Saturday, March 16, 2013

In The Beginning...


There was a new mother, me! (even though I hadn't fully absorbed it yet!) Maybe I should go back farther than that, to the positive pregnancy test that would change my life forever? Maybe two years prior, to our wedding day?



I'll never forget that day. Most brides cross their fingers hoping for the sun to come out and the skies to be blue, not me though. We planned for an evening wrapped in holiday lights and pathways of lanterns. The problem was it was June 28th and the sun didn't go down that night until almost 9 o'clock. We needed the world to miraculously dim or all the lit decorations would serve no purpose! That evening the heavens decided to give us some cloud coverage and sprinkle raindrops on all my bridesmaid making it perfectly, romantically dim enough for everything to flow just perfectly. Even though it's a wonderful story we should to go back even farther than that happy, happy day.

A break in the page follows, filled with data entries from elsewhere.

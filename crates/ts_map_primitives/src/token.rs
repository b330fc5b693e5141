//! Token-Codec: kurze Bezeichner als Ziffern zur Basis 38 in einem `u64`.
//!
//! Alphabet (Index = Ziffernwert): `\0`, `0-9`, `a-z`, `_`.
//! Das erste Zeichen ist die niederwertigste Ziffer.

use std::fmt;

use thiserror::Error;

/// Maximale Länge eines Tokens in Zeichen.
pub const MAX_TOKEN_LENGTH: usize = 12;

const ALPHABET: &[u8; 38] = b"\x000123456789abcdefghijklmnopqrstuvwxyz_";
const BASE: u64 = ALPHABET.len() as u64;

/// Fehler beim Codieren oder Decodieren eines Tokens.
#[derive(Debug, Clone, PartialEq, Eq, Error)]
pub enum TokenError {
    /// Eingabe länger als [`MAX_TOKEN_LENGTH`]
    #[error("Token '{0}' ist laenger als {MAX_TOKEN_LENGTH} Zeichen")]
    TooLong(String),
    /// Zeichen ausserhalb des Alphabets
    #[error("Token '{token}' enthaelt ungueltiges Zeichen {character:?}")]
    InvalidCharacter {
        /// Eingabe-String
        token: String,
        /// Erstes ungültiges Zeichen
        character: char,
    },
    /// Rohwert ergibt kein gültiges Token (Null-Ziffer mitten im Wort oder zu lang)
    #[error("Wert {0:#x} ist kein gueltiges Token")]
    InvalidValue(u64),
}

/// Ein codierter Kurz-Bezeichner.
#[derive(Debug, Clone, Copy, PartialEq, Eq, Hash, PartialOrd, Ord, Default)]
pub struct Token(u64);

impl Token {
    /// Das leere Token (Rohwert 0).
    pub const EMPTY: Token = Token(0);

    /// Codiert einen String. Erlaubt sind `0-9`, `a-z` und `_`.
    pub fn new(text: &str) -> Result<Self, TokenError> {
        encode(text).map(Token)
    }

    /// Übernimmt einen Rohwert ohne Prüfung (z.B. direkt aus einer Datei).
    pub const fn from_raw(value: u64) -> Self {
        Token(value)
    }

    /// Gibt den Rohwert zurück.
    pub const fn value(self) -> u64 {
        self.0
    }

    /// `true` für das leere Token.
    pub const fn is_empty(self) -> bool {
        self.0 == 0
    }

    /// Decodiert das Token in seinen String.
    pub fn decode(self) -> Result<String, TokenError> {
        decode(self.0)
    }
}

impl fmt::Display for Token {
    fn fmt(&self, f: &mut fmt::Formatter<'_>) -> fmt::Result {
        match decode(self.0) {
            Ok(text) => f.write_str(&text),
            Err(_) => write!(f, "#{:x}", self.0),
        }
    }
}

impl TryFrom<&str> for Token {
    type Error = TokenError;

    fn try_from(value: &str) -> Result<Self, Self::Error> {
        Token::new(value)
    }
}

/// Codiert `text` in den Basis-38-Rohwert.
pub fn encode(text: &str) -> Result<u64, TokenError> {
    if text.chars().count() > MAX_TOKEN_LENGTH {
        return Err(TokenError::TooLong(text.to_string()));
    }

    let mut value = 0u64;
    let mut factor = 1u64;
    for character in text.chars() {
        let digit = char_to_digit(character).ok_or_else(|| TokenError::InvalidCharacter {
            token: text.to_string(),
            character,
        })?;
        value += digit * factor;
        factor = factor.wrapping_mul(BASE);
    }
    Ok(value)
}

/// Decodiert einen Basis-38-Rohwert.
pub fn decode(value: u64) -> Result<String, TokenError> {
    let mut remaining = value;
    let mut text = String::new();
    while remaining > 0 {
        let digit = (remaining % BASE) as usize;
        if digit == 0 || text.len() >= MAX_TOKEN_LENGTH {
            return Err(TokenError::InvalidValue(value));
        }
        text.push(ALPHABET[digit] as char);
        remaining /= BASE;
    }
    Ok(text)
}

fn char_to_digit(character: char) -> Option<u64> {
    match character {
        '0'..='9' => Some(character as u64 - '0' as u64 + 1),
        'a'..='z' => Some(character as u64 - 'a' as u64 + 11),
        '_' => Some(37),
        _ => None,
    }
}

#[cfg(test)]
mod tests {
    use super::*;

    #[test]
    fn test_encode_known_values() {
        assert_eq!(encode("").unwrap(), 0);
        assert_eq!(encode("0").unwrap(), 1);
        assert_eq!(encode("a").unwrap(), 11);
        assert_eq!(encode("_").unwrap(), 37);
        // "ab": 11 + 12 * 38
        assert_eq!(encode("ab").unwrap(), 11 + 12 * 38);
    }

    #[test]
    fn test_roundtrip_twelve_characters() {
        let token = Token::new("____________").expect("12 Zeichen sind erlaubt");
        assert_eq!(token.decode().unwrap(), "____________");
    }

    #[test]
    fn test_rejects_uppercase_and_length() {
        assert!(matches!(
            Token::new("Ger1"),
            Err(TokenError::InvalidCharacter { character: 'G', .. })
        ));
        assert!(matches!(
            Token::new("abcdefghijklm"),
            Err(TokenError::TooLong(_))
        ));
    }

    #[test]
    fn test_decode_rejects_null_digit_in_word() {
        // Ziffer 0 an Stelle 0, danach 'a'
        let raw = 11 * 38;
        assert_eq!(decode(raw), Err(TokenError::InvalidValue(raw)));
    }

    #[test]
    fn test_display_falls_back_to_hex() {
        let token = Token::from_raw(11 * 38);
        assert_eq!(token.to_string(), format!("#{:x}", 11 * 38));
    }
}
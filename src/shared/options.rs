//! Zentrale Konfiguration der Engine.
//!
//! `EngineOptions` enthält alle zur Laufzeit änderbaren Werte.
//! Die `const`-Werte bleiben als Fallback/Default erhalten.

use serde::{Deserialize, Serialize};
use ts_map_primitives::Token;

use crate::core::items::StepSize;
use crate::core::DEFAULT_SECTOR_SIZE;

// ── Laden ───────────────────────────────────────────────────────────

/// Sektoren standardmäßig parallel parsen.
pub const PARALLEL_LOAD: bool = true;
/// Unaufgelöste Referenzen nach dem Laden als Fehler behandeln.
pub const STRICT_REFERENCES: bool = true;
/// Standard-Spielkennung im Datei-Header.
pub const DEFAULT_GAME_ID: &str = "ets2";

// ── Laufzeit-Optionen (serialisierbar) ─────────────────────────────

/// Alle Engine-Optionen.
/// Wird als `ts_map_engine.toml` neben der Binary gespeichert.
#[derive(Debug, Clone, Serialize, Deserialize, PartialEq)]
#[serde(default)]
pub struct EngineOptions {
    // ── Karte ───────────────────────────────────────────────────
    /// Kantenlänge eines Sektors in Metern
    pub sector_size: f32,
    /// Spielkennung (max. 12 Zeichen) für den Datei-Header
    pub game_id: String,
    /// Terrain-Schrittweite neuer Straßen
    pub default_step_size: StepSize,

    // ── Laden ───────────────────────────────────────────────────
    /// Sektoren parallel parsen (rayon)
    pub parallel_load: bool,
    /// Fehlschlag bei unaufgelösten Referenzen; sonst werden sie verworfen
    pub strict_references: bool,
    /// Defekte Sektoren überspringen statt den Ladevorgang abzubrechen
    pub skip_broken_sectors: bool,
}

impl Default for EngineOptions {
    fn default() -> Self {
        Self {
            sector_size: DEFAULT_SECTOR_SIZE,
            game_id: DEFAULT_GAME_ID.to_string(),
            default_step_size: StepSize::default(),
            parallel_load: PARALLEL_LOAD,
            strict_references: STRICT_REFERENCES,
            skip_broken_sectors: false,
        }
    }
}

impl EngineOptions {
    /// Lädt Optionen aus einer TOML-Datei. Gibt Default zurück bei Fehler.
    pub fn load_from_file(path: &std::path::Path) -> Self {
        match std::fs::read_to_string(path) {
            Ok(content) => match toml::from_str(&content) {
                Ok(opts) => {
                    log::info!("Optionen geladen aus: {}", path.display());
                    opts
                }
                Err(e) => {
                    log::warn!("Optionen-Datei fehlerhaft, verwende Standardwerte: {}", e);
                    Self::default()
                }
            },
            Err(_) => {
                log::info!("Keine Optionen-Datei gefunden, verwende Standardwerte");
                Self::default()
            }
        }
    }

    /// Speichert Optionen als TOML-Datei.
    pub fn save_to_file(&self, path: &std::path::Path) -> anyhow::Result<()> {
        let content = toml::to_string_pretty(self)?;
        std::fs::write(path, content)?;
        log::info!("Optionen gespeichert nach: {}", path.display());
        Ok(())
    }

    /// Pfad zur Konfigurationsdatei (neben der Binary).
    pub fn config_path() -> std::path::PathBuf {
        std::env::current_exe()
            .unwrap_or_else(|_| std::path::PathBuf::from("ts-map"))
            .parent()
            .unwrap_or_else(|| std::path::Path::new("."))
            .join("ts_map_engine.toml")
    }

    /// Spielkennung als Token; ungültige Kennungen ergeben den leeren Token.
    pub fn game_token(&self) -> Token {
        match Token::new(&self.game_id) {
            Ok(token) => token,
            Err(e) => {
                log::warn!("Ungueltige Spielkennung '{}': {}", self.game_id, e);
                Token::EMPTY
            }
        }
    }
}

#[cfg(test)]
mod tests {
    use super::*;

    #[test]
    fn test_partial_toml_uses_defaults() {
        let opts: EngineOptions =
            toml::from_str("sector_size = 1000.0\nstrict_references = false\n").unwrap();
        assert_eq!(opts.sector_size, 1000.0);
        assert!(!opts.strict_references);
        assert!(opts.parallel_load);
        assert_eq!(opts.default_step_size, StepSize::Meters4);
    }

    #[test]
    fn test_save_and_load_roundtrip() {
        let dir = tempfile::tempdir().unwrap();
        let path = dir.path().join("opts.toml");
        let opts = EngineOptions {
            default_step_size: StepSize::Meters12,
            skip_broken_sectors: true,
            ..EngineOptions::default()
        };
        opts.save_to_file(&path).unwrap();
        assert_eq!(EngineOptions::load_from_file(&path), opts);
    }

    #[test]
    fn test_missing_file_falls_back_to_default() {
        let opts = EngineOptions::load_from_file(std::path::Path::new("/nonexistent/opts.toml"));
        assert_eq!(opts, EngineOptions::default());
    }

    #[test]
    fn test_invalid_game_id_gives_empty_token() {
        let opts = EngineOptions {
            game_id: "viel zu lange kennung".to_string(),
            ..EngineOptions::default()
        };
        assert!(opts.game_token().is_empty());
        assert!(!EngineOptions::default().game_token().is_empty());
    }
}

There was a time when we were quite the dramatic topic of some conversations. We fell in love as best friends. That  ticked some people right off, but we tried to help everyone along with the new idea of  "Jared and Challice". It took some time to say the least. We knew we were in it for life once we decided to move passed the awkward "You're my friend but.... I think I love you" phase. Sheesh. I was going to say "Good times!" but in all honesty I am just glad to be married and solidly attached to this guy, my sweet best friend and husband (who is also super duper handsome, one of the many downfalls of our "just friendship") Anyways, aside from the lovey love stuff. There was a time even before this, a time before marriage, before Jared, before my chuck of a son, before I ever knew any of this part of my life was going to happen. There was a time when it was just me and I was...


Alone.




I believe that's what makes me love this life, my life so much. 
To imagine that in a few years I would be married and have a child of my own would have been not only a fantasy but something I didn't know I wanted! I wanted to live single, move to the city and become a fashion designer playing violin on the street corner. I was quite fine with that idea. Thank you very much!  ... It's funny how people think they have so much control over their life. God's plan was -MUCH- better than mine. I wouldn't have been starting seeds indoors for my garden in the country today with a sweet smelling baby on my hip if I had followed my plan. If I had followed my plan I would have probably still been alone and to be honest, being a wife and a mother is really a beautiful thing to be. 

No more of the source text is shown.